Citra Sasmita The title of the exhibition is ‘Vortex in The Land of Liberation’. It’s a reflection on how people are now looking to the East for a way of life and philosophy. I’ve been thinking about how shrines and temples are created to commemorate the history and land of a place. 

The installation includes hanging cowhide paintings with beads, and a suspended omega-shaped painting. The omega shape refers to Rangda, a powerful female witch figure in Balinese mythology, whose knowledge comes from her tongue: whatever she speaks is a prophecy. In Balinese philosophy, we have inherited a concept called Tri Hita Karana – a trinity that connects spirituality, the human and nature. This concept helped me to see my installation as a ‘theatre of the body’. I invite people to enter my cosmology, to navigate their own feelings there.

Citra Sasmita’s studio
Citra Sasmita’s studio

LR In the past year, you’ve exhibited all over the world – London, Sharjah, Hawaii, San Francisco, Sydney, Mallorca.

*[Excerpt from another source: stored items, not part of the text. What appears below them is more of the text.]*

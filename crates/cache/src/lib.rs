//! pagetile cache library
//!
//! Tile lifecycle state and the memory-bounded cache shared by every open
//! page of an engine.

pub mod memory_budget;
pub mod state;
pub mod tile_cache;

pub use memory_budget::{MemoryBudget, MemoryPressure, Reservation};
pub use state::{CacheError, FailureKind, TileFailure, TileState, TileStatus};
pub use tile_cache::{CacheEntry, CacheStats, InstallOutcome, SnapshotEntry, TileCache, TileSnapshot};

How has this influenced your new work?

CS I’m really sensitive to the context in which I exhibit my work. Going to Hawaii helped me to get a sense of US and Indigenous histories. In their connection to the land, nature and the volcano, the Indigenous people of Hawaii are very similar to the people of Bali. At East-West Center in Hawaii, I saw a mural made by the Indonesian maestro Affandi. In Wisdom from the East, Affandi paints the hand of God as wide and long as the Pacific Ocean. The hand holds three figures: Semar, a figure from Indonesian mythology, Mahatma Gandhi, a symbol of peace, and the Chinese philosopher Laozi. From Affandi’s mural, I learned how to bring abstract ideology into a force for action and a commitment to nature. 

For Frieze, I want to create a spirituality that can be accepted by people who live in ‘concrete jungles’, whose nature is concrete buildings. In my installation, steel structures connect to the urban space, while the walls are painted green. In Bali, we see green in the trees, in the leaves, but in the city, green is a colour – it has a semiotic function, it’s tells of the feeling of nature.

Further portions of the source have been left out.